Aquella misma mañana se arrepentía de su confesión y hubiera querido recoger sus palabras; y ahora que recibía una carta considerándolas como no dichas aquellas cortas líneas le parecían peores que todo cuanto pudiera suceder.
«¡Tiene razón! —murmuró—. ¿Cómo no habría de tenerla siempre, siendo cristiano y magnánimo? ¡Oh, qué vil y despreciable es ese hombre! ¡Y pensar que nadie lo comprende ni lo comprenderá más que yo, que nada puedo explicar! Todos dicen que es un hombre religioso, moral, honrado e inteligente; pero no ven lo que yo he visto; no saben que durante ocho años ha oprimido mi vida, sofocando todo cuanto palpitaba en mí. ¿Ha pensado él alguna vez que yo era una mujer viviente que necesitaba amar? Nadie sabe que me insultaba a cada momento y que se complacía en ello. ¿No me he esforzado yo para que mi existencia tuviera un objeto? ¿No he hecho yo todo lo posible para amarlo, fijándome después en mi hijo al ver que no lo podía conseguir? Por fin llegó el tiempo en que comprendí que no podía hacerme ilusiones. No es culpa mía si Dios me ha hecho así; necesito respirar y amar. Si me matase, a mí y a él, podría comprender, perdonarlo; pero no, ahora… ¿Cómo no habré adivinado yo lo que haría? Debía obrar según su cobarde carácter, manteniéndose en su derecho, para que yo, desgraciada, me perdiese más aun… «Debe usted comprender lo que la espera a usted y a su hijo», escribe en un párrafo de su carta; esto es la amenaza de quitarme a Seriozha, pues seguramente sus absurdas leyes lo autorizan para ello. Mas ya sé por qué me lo dice, no cree que ame a mi hijo, y tal vez desprecie este sentimiento, del cual se ha burlado siempre; pero harto sabe que no lo abandonaré, porque sin mi hijo la vida me sería insoportable, aun con aquel a quien amo; y si lo abandonara, sería una de las mujeres más despreciables. Dice en su carta que «nuestra vida debe seguir siendo la misma». «Esta vida era un tormento antes, y peor en los últimos tiempos. ¿Qué sería, pues, ahora? Mi marido sabe también que no podría arrepentirme de respirar, de amar, y que todo lo que él exige solo puede dar por resultado la falsedad y el engaño, pero desea prolongar mi tormento. Lo conozco y sé que nada en la mentira como el pez en el agua, y no le daré esta satisfacción; quiero romper de una vez ese tejido de falsedades en que trata de envolverme. Suceda lo que quiera, todo es mejor que engañar y mentir; pero ¿cómo lo haré…? ¡Dios mío, Dios mío!, ¿que mujer fue nunca tan desgraciada como yo? Romperé con todo», añadió, acercándose a su mesa para escribir otra carta, aunque en el fondo del alma reconocía que era impotente para resolver cosa alguna y salir de la situación en que se hallaba, por falsa que fuese.
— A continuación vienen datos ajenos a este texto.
//! Factories for dossier and statistic tracking rows.
//!
//! Both rows record which Discord message presents a player. Message IDs are passed as
//! numbers and stored as strings, matching how the repositories persist them.

use chrono::Utc;
use sea_orm::{ActiveModelTrait, ActiveValue, DatabaseConnection, DbErr};

/// Creates a dossier row pointing a player at a Discord message.
///
/// # Returns
/// - `Ok(entity::dossier::Model)` - Created dossier entity
/// - `Err(DbErr)` - Database error during insert, including a duplicate player
pub async fn create_dossier(
    db: &DatabaseConnection,
    player_id: i32,
    message_id: u64,
) -> Result<entity::dossier::Model, DbErr> {
    entity::dossier::ActiveModel {
        id: ActiveValue::NotSet,
        player_id: ActiveValue::Set(player_id),
        message_id: ActiveValue::Set(message_id.to_string()),
        created_at: ActiveValue::Set(Utc::now()),
    }
    .insert(db)
    .await
}

/// Creates a statistic row pointing a player at a Discord message.
///
/// # Returns
/// - `Ok(entity::statistic::Model)` - Created statistic entity
/// - `Err(DbErr)` - Database error during insert, including a duplicate player
pub async fn create_statistic(
    db: &DatabaseConnection,
    player_id: i32,
    message_id: u64,
) -> Result<entity::statistic::Model, DbErr> {
    entity::statistic::ActiveModel {
        id: ActiveValue::NotSet,
        player_id: ActiveValue::Set(player_id),
        message_id: ActiveValue::Set(message_id.to_string()),
        created_at: ActiveValue::Set(Utc::now()),
    }
    .insert(db)
    .await
}
use sea_orm_migration::{prelude::*, schema::*};

use super::m20260101_000001_create_player_table::Player;

#[derive(DeriveMigrationName)]
pub struct Migration;

#[async_trait::async_trait]
impl MigrationTrait for Migration {
    async fn up(&self, manager: &SchemaManager) -> Result<(), DbErr> {
        manager
            .create_table(
                Table::create()
                    .table(Dossier::Table)
                    .if_not_exists()
                    .col(pk_auto(Dossier::Id))
                    .col(integer(Dossier::PlayerId))
                    .col(string(Dossier::MessageId))
                    .col(
                        timestamp(Dossier::CreatedAt)
                            .default(Expr::current_timestamp())
                            .not_null(),
                    )
                    .foreign_key(
                        ForeignKey::create()
                            .name("fk_dossier_player_id")
                            .from(Dossier::Table, Dossier::PlayerId)
                            .to(Player::Table, Player::Id)
                            .on_delete(ForeignKeyAction::Cascade)
                            .on_update(ForeignKeyAction::Cascade),
                    )
                    .to_owned(),
            )
            .await?;

        // One tracked message per player
        manager
            .create_index(
                Index::create()
                    .name("idx_dossier_player_id")
                    .table(Dossier::Table)
                    .col(Dossier::PlayerId)
                    .unique()
                    .to_owned(),
            )
            .await?;

        Ok(())
    }

    async fn down(&self, manager: &SchemaManager) -> Result<(), DbErr> {
        manager
            .drop_index(
                Index::drop()
                    .name("idx_dossier_player_id")
                    .table(Dossier::Table)
                    .to_owned(),
            )
            .await?;

        manager
            .drop_table(Table::drop().table(Dossier::Table).to_owned())
            .await
    }
}

#[derive(DeriveIden)]
enum Dossier {
    Table,
    Id,
    PlayerId,
    MessageId,
    CreatedAt,
}
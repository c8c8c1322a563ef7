use crate::config::{WpmlConfig, DEFAULT_CONFIG_PATH};
use crate::dedup::{remove_duplicates, RemovedLine};
use crate::error::{ProcessingState, ProcessorError};
use crate::injector::{inject, Indent, InjectOptions, InjectedField};
use crate::preferences::{FieldResolver, MappingEntry, PreferenceTable};
use std::path::{Path, PathBuf};

pub const DEFAULT_TARGET_PATH: &str = "includes/acf-field_groups.php";

#[derive(Debug)]
pub struct InjectionReport {
    /// Preference table sorted by pattern.
    pub listing: Vec<MappingEntry>,
    pub state: ProcessingState,
    pub injected: Vec<InjectedField>,
    pub written: bool,
}

impl InjectionReport {
    pub fn modified_count(&self) -> usize {
        self.injected.len()
    }
}

#[derive(Debug)]
pub struct DedupReport {
    pub removed: Vec<RemovedLine>,
    pub written: bool,
}

impl DedupReport {
    pub fn removed_count(&self) -> usize {
        self.removed.len()
    }
}

/// Runs the two batch edits against one field-group file.
///
/// Both edits read the whole file, transform it in memory, and overwrite it.
/// A read or parse failure aborts before anything is written.
pub struct Processor {
    config_path: PathBuf,
    target_path: PathBuf,
    options: InjectOptions,
    dry_run: bool,
}

impl Default for Processor {
    fn default() -> Self {
        Self::new()
    }
}

impl Processor {
    pub fn new() -> Self {
        ProcessorBuilder::default().build()
    }

    pub fn builder() -> ProcessorBuilder {
        ProcessorBuilder::default()
    }

    pub fn config_path(&self) -> &Path {
        &self.config_path
    }

    pub fn target_path(&self) -> &Path {
        &self.target_path
    }

    pub async fn load_table(&self) -> Result<(PreferenceTable, ProcessingState), ProcessorError> {
        tracing::info!("Loading WPML config from {}", self.config_path.display());
        let xml = tokio::fs::read_to_string(&self.config_path).await?;
        let config = WpmlConfig::parse(&xml)?;
        let (table, state) = PreferenceTable::from_config(&config);
        for warning in state.get_warnings() {
            tracing::warn!("{}", warning.message);
        }
        Ok((table, state))
    }

    pub async fn add_preferences(&self) -> Result<InjectionReport, ProcessorError> {
        let (table, state) = self.load_table().await?;
        let resolver = FieldResolver::new(&table)?;

        tracing::info!("Reading field groups from {}", self.target_path.display());
        let content = tokio::fs::read_to_string(&self.target_path).await?;
        let injection = inject(&content, &resolver, &self.options)?;

        let written = self.write_target(&injection.content).await?;
        Ok(InjectionReport {
            listing: table.sorted(),
            state,
            injected: injection.injected,
            written,
        })
    }

    pub async fn remove_duplicates(&self) -> Result<DedupReport, ProcessorError> {
        tracing::info!("Reading field groups from {}", self.target_path.display());
        let content = tokio::fs::read_to_string(&self.target_path).await?;
        let deduplication = remove_duplicates(&content);

        let written = self.write_target(&deduplication.content).await?;
        Ok(DedupReport {
            removed: deduplication.removed,
            written,
        })
    }

    async fn write_target(&self, content: &str) -> Result<bool, ProcessorError> {
        if self.dry_run {
            tracing::info!("Dry run, not writing {}", self.target_path.display());
            return Ok(false);
        }
        tokio::fs::write(&self.target_path, content).await?;
        tracing::debug!("Wrote {} bytes to {}", content.len(), self.target_path.display());
        Ok(true)
    }
}

pub struct ProcessorBuilder {
    config_path: PathBuf,
    target_path: PathBuf,
    options: InjectOptions,
    dry_run: bool,
}

impl Default for ProcessorBuilder {
    fn default() -> Self {
        Self {
            config_path: PathBuf::from(DEFAULT_CONFIG_PATH),
            target_path: PathBuf::from(DEFAULT_TARGET_PATH),
            options: InjectOptions::default(),
            dry_run: false,
        }
    }
}

impl ProcessorBuilder {
    pub fn config_path<P: Into<PathBuf>>(mut self, path: P) -> Self {
        self.config_path = path.into();
        self
    }

    pub fn target_path<P: Into<PathBuf>>(mut self, path: P) -> Self {
        self.target_path = path.into();
        self
    }

    pub fn indent(mut self, indent: Indent) -> Self {
        self.options.indent = indent;
        self
    }

    pub fn dry_run(mut self, dry_run: bool) -> Self {
        self.dry_run = dry_run;
        self
    }

    pub fn build(self) -> Processor {
        Processor {
            config_path: self.config_path,
            target_path: self.target_path,
            options: self.options,
            dry_run: self.dry_run,
        }
    }
}
use crate::error::ProcessorError;
use crate::preferences::{FieldResolver, Preference};
use regex::{Captures, Regex};

/// Key ACF uses for the WPML translation preference of a field.
pub const ANNOTATION_KEY: &str = "'wpml_cf_preferences'";

/// A field definition line, `'name' => 'field_name',`, together with an
/// annotation line directly after it when one is already there.
const FIELD_DEFINITION_PATTERN: &str =
    r"'name'\s*=>\s*'([^']+)',(?:\s*'wpml_cf_preferences'\s*=>\s*\d+,)?";

pub const DEFAULT_INDENT: &str = "\t\t\t";

#[derive(Debug, Clone, PartialEq, Eq)]
pub enum Indent {
    /// Always indent the annotation with this string.
    Fixed(String),
    /// Reuse the leading whitespace of the `'name'` line.
    MatchName,
}

impl Default for Indent {
    fn default() -> Self {
        Indent::Fixed(DEFAULT_INDENT.to_string())
    }
}

#[derive(Debug, Clone, Default)]
pub struct InjectOptions {
    pub indent: Indent,
}

#[derive(Debug, Clone, PartialEq, Eq)]
pub struct InjectedField {
    pub name: String,
    pub preference: Preference,
}

#[derive(Debug, Clone)]
pub struct Injection {
    pub content: String,
    pub injected: Vec<InjectedField>,
}

impl Injection {
    pub fn modified_count(&self) -> usize {
        self.injected.len()
    }
}

pub fn annotation_line(preference: Preference) -> String {
    format!("{} => {},", ANNOTATION_KEY, preference.code())
}

/// Add a `wpml_cf_preferences` line after every field definition that
/// resolves to a preference and has no annotation in its matched span.
///
/// The already-annotated check only sees the matched span. An annotation
/// elsewhere in the field's array is not noticed and a second one is added.
pub fn inject(
    content: &str,
    resolver: &FieldResolver<'_>,
    options: &InjectOptions,
) -> Result<Injection, ProcessorError> {
    let field_definition = Regex::new(FIELD_DEFINITION_PATTERN)?;
    let mut injected = Vec::new();

    let output = field_definition.replace_all(content, |caps: &Captures| {
        let span = &caps[0];
        let name = &caps[1];

        let Some(preference) = resolver.resolve(name) else {
            tracing::trace!("No preference for field '{}'", name);
            return span.to_string();
        };

        if span.contains(ANNOTATION_KEY) {
            tracing::debug!("Field '{}' already annotated", name);
            return span.to_string();
        }

        let indent = match &options.indent {
            Indent::Fixed(indent) => indent.as_str(),
            Indent::MatchName => line_indent(content, caps.get(0).map_or(0, |m| m.start())),
        };

        tracing::debug!("Adding {} ({}) to field '{}'", preference.code(), preference, name);
        injected.push(InjectedField {
            name: name.to_string(),
            preference,
        });
        format!("{}\n{}{}", span, indent, annotation_line(preference))
    });

    Ok(Injection {
        content: output.into_owned(),
        injected,
    })
}

/// Leading whitespace of the line containing byte offset `at`.
fn line_indent(content: &str, at: usize) -> &str {
    let line_start = content[..at].rfind('\n').map_or(0, |i| i + 1);
    let line = &content[line_start..];
    let width = line.len() - line.trim_start_matches([' ', '\t']).len();
    &line[..width]
}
Sentada a su mesa, en vez de escribir apoyó la cabeza en los brazos y comenzó a llorar como los niños, con sollozos que levantaban su pecho.
Lloraba al ver desvanecidos sus sueños de pocas horas antes, y aquella nueva posición que se había creado, bien definida y determinada; ahora todo quedaría como estaba, y hasta mucho peor. Comprendía también que aquella posición en el mundo de que hacía caso omiso algunas horas antes le era muy cara y que no tendría fuerza para cambiarla por la de una mujer que hubiese abandonado a su esposo y a su hijo para seguir a un amante. Jamás conocería el amor en su libertad; sería siempre la mujer culpable, continuamente amenazada de una sorpresa, y engañando a su esposo por un hombre de cuya vida no podría participar nunca. No se le ocultaba nada de esto; pero semejante destino era tan terrible que no podía aceptar ni prever un desenlace. Anna lloraba como un niño castigado.